Lith debía estar en una pequeña colina fuera de las puertas de la ciudad en menos de cinco minutos. Era una medida de seguridad para que nadie pudiera seguirlo ni arreglar una trampa para el emisario del Tribunal.
Lith sabía que no tenía tiempo que perder, pero quitarse el anillo de Solus le llevó varios segundos. Puso a Solus en la palma abierta de Tista, sus dedos se negaban a soltar la suave superficie de piedra que se había vuelto más familiar para él que su propia carne y huesos.
—No te preocupes. Volveré pronto.— Dijo a las dos chicas mientras cerraba los dedos de Tista sobre el anillo. Lith ya había perdido demasiado tiempo. Salió apresuradamente del edificio de la Asociación y se lanzó a toda velocidad hacia su destino.
Para su sorpresa, su amuleto de comunicación atrajo su conciencia poco después de que dejó Othre. La runa de Kalla parpadeaba de nuevo.
—Una última cosa.— Dijo después de asegurarse de que estaba solo.
—No te preocupes por ocultar tu naturaleza de Despertado. La mayoría de los no-muertos antiguos solo necesitan un olor de nuestra sangre o una mirada para reconocernos. Así que les dije que eres uno de nosotros y como tal estás protegido.—
—¿Protegido de qué?— preguntó Lith. —Ahora que lo pienso, es sorprendente que durante tus viajes nadie intentara obligarte a compartir el secreto del Despertar. Puedo entender que los no-muertos tienen un fuerte sentido de parentesco, pero hay manzanas podridas en todas partes.—
—Protegido de ser secuestrado, obligado a revelar tus secretos o de que tu familia sea amenazada.
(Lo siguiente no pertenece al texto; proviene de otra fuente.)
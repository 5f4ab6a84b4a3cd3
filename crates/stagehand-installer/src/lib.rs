mod apply;
mod archive;
mod fs_utils;
mod layout;
mod metadata;
mod prepare;
mod provision;

pub use apply::{ApplyOutcome, ApplyStage, CandidateApplier};
pub use archive::{expand_repository_bundle, is_archive_path, BundleType};
pub use layout::{InstallationLayout, METADATA_DIR_NAME};
pub use metadata::{InstallationMetadata, InventoryEntry};
pub use prepare::{
    preview_update, provision_installation, read_candidate_changes, read_provisioning_config,
    UpdateCandidateBuilder, UpdateCandidateOutcome,
};
pub use provision::{FileRepositoryProvisioner, Provisioner};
Así como los no-muertos tienen sus Tribunales, nosotros los Despertados tenemos nuestro Consejo.
—No le importa si vivimos o morimos, pero quien trata de abrirse paso a la fuerza al Despertar está destinado a morir. El Consejo no cuida nuestras vidas, sino que atesora nuestro secreto. Nadie, por muy poderoso que sea, quiere enfrentar al Consejo.
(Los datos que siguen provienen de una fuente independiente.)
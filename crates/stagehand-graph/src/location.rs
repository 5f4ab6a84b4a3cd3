use std::fmt;

use serde::{Deserialize, Serialize};

use crate::error::GraphError;

#[derive(Debug, Clone, PartialEq, Eq, PartialOrd, Ord, Hash, Serialize, Deserialize)]
#[serde(try_from = "String", into = "String")]
pub struct FeaturePackLocation {
    pub producer: String,
    pub channel: Option<String>,
    pub version: Option<String>,
}

impl FeaturePackLocation {
    pub fn new(producer: impl Into<String>) -> Self {
        Self {
            producer: producer.into(),
            channel: None,
            version: None,
        }
    }

    pub fn with_version(producer: impl Into<String>, version: impl Into<String>) -> Self {
        Self {
            producer: producer.into(),
            channel: None,
            version: Some(version.into()),
        }
    }

    pub fn parse(input: &str) -> Result<Self, GraphError> {
        let trimmed = input.trim();
        let (rest, version) = match trimmed.split_once('#') {
            Some((rest, version)) => (rest, Some(version)),
            None => (trimmed, None),
        };
        let (producer, channel) = match rest.split_once('@') {
            Some((producer, channel)) => (producer, Some(channel)),
            None => (rest, None),
        };

        if producer.is_empty()
            || version.is_some_and(str::is_empty)
            || channel.is_some_and(str::is_empty)
        {
            return Err(GraphError::InvalidLocation(input.to_string()));
        }

        Ok(Self {
            producer: producer.to_string(),
            channel: channel.map(ToOwned::to_owned),
            version: version.map(ToOwned::to_owned),
        })
    }
}

impl fmt::Display for FeaturePackLocation {
    fn fmt(&self, f: &mut fmt::Formatter<'_>) -> fmt::Result {
        write!(f, "{}", self.producer)?;
        if let Some(channel) = &self.channel {
            write!(f, "@{channel}")?;
        }
        if let Some(version) = &self.version {
            write!(f, "#{version}")?;
        }
        Ok(())
    }
}

impl TryFrom<String> for FeaturePackLocation {
    type Error = GraphError;

    fn try_from(value: String) -> Result<Self, Self::Error> {
        Self::parse(&value)
    }
}

impl From<FeaturePackLocation> for String {
    fn from(value: FeaturePackLocation) -> Self {
        value.to_string()
    }
}
use crate::config::{FeaturePackConfig, FeaturePackConfigBuilder};
use crate::error::GraphError;
use crate::location::FeaturePackLocation;
use crate::provisioning::ProvisioningConfigBuilder;

pub struct ProvisioningConfigManipulator<'a> {
    builder: &'a mut ProvisioningConfigBuilder,
}

impl<'a> ProvisioningConfigManipulator<'a> {
    pub fn new(builder: &'a mut ProvisioningConfigBuilder) -> Self {
        Self { builder }
    }

    pub fn remove_feature_pack_definition(
        &mut self,
        location: &FeaturePackLocation,
    ) -> Result<usize, GraphError> {
        let index = self
            .builder
            .feature_packs
            .iter()
            .position(|feature_pack| &feature_pack.location == location)
            .ok_or_else(|| GraphError::FeaturePackNotFound(location.clone()))?;

        self.builder.feature_packs.remove(index);
        Ok(index)
    }

    pub fn convert_to_transitive_dep(
        &mut self,
        location: &FeaturePackLocation,
    ) -> Result<usize, GraphError> {
        let index = self
            .builder
            .feature_packs
            .iter()
            .position(|feature_pack| &feature_pack.location == location)
            .ok_or_else(|| GraphError::FeaturePackNotFound(location.clone()))?;

        let removed = self.builder.feature_packs.remove(index);
        let transitive = copy_feature_pack_config(
            &removed,
            FeaturePackConfig::transitive_builder(removed.location.clone()),
        )
        .build();
        self.builder.transitive.push(transitive);
        Ok(index)
    }
}

pub fn copy_feature_pack_config(
    origin: &FeaturePackConfig,
    mut destination: FeaturePackConfigBuilder,
) -> FeaturePackConfigBuilder {
    if let Some(value) = origin.inherit_packages {
        destination = destination.inherit_packages(value);
    }
    if let Some(value) = origin.inherit_configs {
        destination = destination.inherit_configs(value);
    }
    if let Some(value) = origin.inherit_model_only_configs {
        destination = destination.inherit_model_only_configs(value);
    }

    for package in &origin.excluded_packages {
        destination = destination.exclude_package(package.as_str());
    }
    for package in &origin.included_packages {
        destination = destination.include_package(package.as_str());
    }
    for model in &origin.excluded_config_models {
        destination = destination.exclude_config_model(model.as_str());
    }
    for model in &origin.included_config_models {
        destination = destination.include_config_model(model.as_str());
    }
    for config_id in &origin.excluded_default_configs {
        destination =
            destination.exclude_default_config(config_id.model.as_str(), config_id.name.as_str());
    }
    for config_id in &origin.included_default_configs {
        destination =
            destination.include_default_config(config_id.model.as_str(), config_id.name.as_str());
    }
    for patch in &origin.patches {
        destination = destination.add_patch(patch.clone());
    }
    for config in &origin.configs {
        destination = destination.add_config(config.clone());
    }

    destination
}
—Los Despertados son una raza aparte y son despiadados. Algunos de sus miembros son casi tan antiguos como este continente. Si combinan sus esfuerzos, eliminar a los Tribunales de la faz de Mogar requeriría un abrir y cerrar de ojos.—
—¿Cómo me pongo en contacto con ellos?— preguntó Lith.
—Te contactarán cuando te consideren listo.— Kalla colgó, dejando a Lith más divertido que preocupado por esa información. Después de estudiar la historia del Reino, siempre había sospechado de la existencia del Consejo.
A lo largo de los siglos, demasiados magos habían muerto o desaparecido después de anunciar revelaciones que sacudían al mundo sobre el verdadero potencial de la magia.